Assessing the acutely injured Flashcards
Define major trauma
An injury or combination of injuries that are life-threatening and could be life-changing because it may result in long-term disability.
Give some examples of major trauma
- Road traffic collisions.
- Injuries from sports or extreme sports or equestrianism.
- Fall from height.
- Assault.
- Workplace related injury.
How would the handover be structured in major trauma?
iSBAR
ATMISTER (ambulance pre-alert):
- Age and sex of the injured person.
- Time of incident.
- Mechanism of injury.
- Injuries suspected.
- Signs (including vital signs and GCS).
- Treatment so far.
- Estimated time of arrival.
- special Requirements.
IMIST-AMBO (ambulance handover):
- Identification of patient.
- Mechanism of injury or medical complaint.
- Injuries or information related to the complaint.
- Signs (observations).
- Treatment or trends.
Pause for questions
- Allergies.
- Medications.
- Background.
- Other information.
Which group of patients should you be cautious with in trauma situations?
- Children, young patients and athletes (high physiological reserve, so might not have big drops in BP or raise in HR).
- Elderly (may deteriorate quicker and have large drops in BP).
- Medications e.g. beta blockers.
What are the cautions of exposing patients in major trauma?
- Hypothermia - can worsen haemorrhage.
- Missing any injuries.
Outline resuscitation in major trauma
- Protect and secure airway.
- Adequate gas exchange and ventilation.
- Stop the bleeding.
- Blood volume resuscitation.
- Protect from hypothermia.
What investigation would you use to assess bleeding from abdominal trauma?
- Focused abdominal sonography in trauma (FAST) - to identify the presence of haemoperitoneum.
- CT scan.
What is an open book pelvis fracture?
Diastasis and/or a fracture of the pubic rami with a posterior pelvic disruption of the sacro-iliac joint - associated with pelvic haemorrhage.
Which X-rays would you perform in a primary survey for major trauma?
CXR and pelvic x-ray
What is the main mode of primary surgery investigation in major trauma?
CT scan within 30mins of arrival.
Signs of basilar skull fracture
- Cerebrospinal fluid rhinorrhoea.
- Haemotympanum.
- Panda eyes.
- Battle’s sign (bruising of the mastoid process of the temporal bone).
- Cranial nerve palsy.
Causes of tachypnoea in major trauma
- Chest injury (haemothorax, pneumothorax or flail chest).
- Direct airway injury or obstruction.
- Diaphragmatic rupture.
- Shock.
- Acidosis.
- Pain or anxiety.
A sucking chest wound is indicative of what?
Open pneumothorax (from a penetrating chest injury).
Describe a flail chest
Where multiple adjacent ribs are fractured in multiple places, a chest section becomes “detached” from the chest wall and moves paradoxically during respiration.
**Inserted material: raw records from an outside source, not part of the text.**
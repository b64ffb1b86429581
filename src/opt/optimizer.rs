//! The randomized load reduction transform.

use rand::{Rng, SeedableRng, rngs::StdRng};

use super::metrics::compute_metrics;
use super::types::{LoadVector, NUM_BUILDINGS, OptimizedVector, RunRecord};
use crate::config::OptimizerConfig;

/// Applies the reduction transform to a load vector.
///
/// For each element an independent offset is drawn uniformly from
/// `[min_offset_kw, max_offset_kw]` (inclusive) and subtracted, bounded
/// below by `floor_kw`. The RNG is owned by the optimizer and seeded at
/// construction, so a fixed seed reproduces the full output sequence.
///
/// # Examples
///
/// ```
/// use grid_opt::opt::optimizer::Optimizer;
/// use grid_opt::opt::types::LoadVector;
///
/// let mut opt = Optimizer::new(10, 8, 24, 42);
/// let before = LoadVector::new([60, 80, 45]);
/// let after = opt.optimize(&before);
/// assert!(after.values().iter().all(|&kw| kw >= 10));
/// ```
#[derive(Debug, Clone)]
pub struct Optimizer {
    /// Minimum value any optimized load may fall to (kW).
    pub floor_kw: u32,
    /// Smallest random offset (kW).
    pub min_offset_kw: u32,
    /// Largest random offset (kW).
    pub max_offset_kw: u32,
    /// Random number generator for offset draws.
    rng: StdRng,
}

impl Optimizer {
    /// Creates an optimizer with a seeded RNG.
    ///
    /// # Panics
    ///
    /// Panics if `min_offset_kw > max_offset_kw`.
    pub fn new(floor_kw: u32, min_offset_kw: u32, max_offset_kw: u32, seed: u64) -> Self {
        assert!(
            min_offset_kw <= max_offset_kw,
            "min_offset_kw must be <= max_offset_kw"
        );
        Self {
            floor_kw,
            min_offset_kw,
            max_offset_kw,
            rng: StdRng::seed_from_u64(seed),
        }
    }

    /// Creates an optimizer seeded from the operating system.
    ///
    /// For request paths where reproducibility is not asked for.
    ///
    /// # Panics
    ///
    /// Panics if `min_offset_kw > max_offset_kw`.
    pub fn from_entropy(floor_kw: u32, min_offset_kw: u32, max_offset_kw: u32) -> Self {
        assert!(
            min_offset_kw <= max_offset_kw,
            "min_offset_kw must be <= max_offset_kw"
        );
        Self {
            floor_kw,
            min_offset_kw,
            max_offset_kw,
            rng: StdRng::from_os_rng(),
        }
    }

    /// Creates an optimizer from the scenario's optimizer section.
    pub fn from_config(cfg: &OptimizerConfig) -> Self {
        Self::new(cfg.floor_kw, cfg.min_offset_kw, cfg.max_offset_kw, cfg.seed)
    }

    /// Runs the transform once: `max(floor, load - offset)` per element.
    ///
    /// Total over its domain; elements already below the floor are
    /// raised to it.
    pub fn optimize(&mut self, loads: &LoadVector) -> OptimizedVector {
        let mut out = [0u32; NUM_BUILDINGS];
        for (slot, kw) in out.iter_mut().zip(loads.values()) {
            let offset = self.rng.random_range(self.min_offset_kw..=self.max_offset_kw);
            *slot = kw.saturating_sub(offset).max(self.floor_kw);
        }
        LoadVector::new(out)
    }

    /// Runs one optimization and bundles the result into a [`RunRecord`].
    pub fn run(&mut self, run: usize, loads: &LoadVector) -> RunRecord {
        let after = self.optimize(loads);
        let metrics = compute_metrics(loads, &after);
        let floor_hits = after
            .values()
            .iter()
            .filter(|&&kw| kw == self.floor_kw)
            .count() as u32;
        RunRecord {
            run,
            before: *loads,
            after,
            metrics,
            floor_hits,
        }
    }
}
While the rest of the chest is expanding during inspiration, decreased pressure pulls the flail segment inwards, and vice versa during expiration. This can cause significant pain, further injury to the lung, and difficulty breathing.
What signs might indicate a fracture?
- Bruising
- Swelling
- Deformity
- Immobility
- Pain
What are the signs of bladder injury?
Significant pain and suprapubic tenderness, blood at the urethral meatus, a “high riding” prostate, and haematuria.
FATAL TRAUMA to exclude in secondary survey
- Flail chest
- Airway compromise
- Tamponade
- Air leaks
- Lung contusion
- Tracheal injury
- Ruptured diaphragm
- Aortic disruption
- Unseen haemorrhage
- Myocardial injury
- Any neurological injury
How do you minimise risk of missed injuries?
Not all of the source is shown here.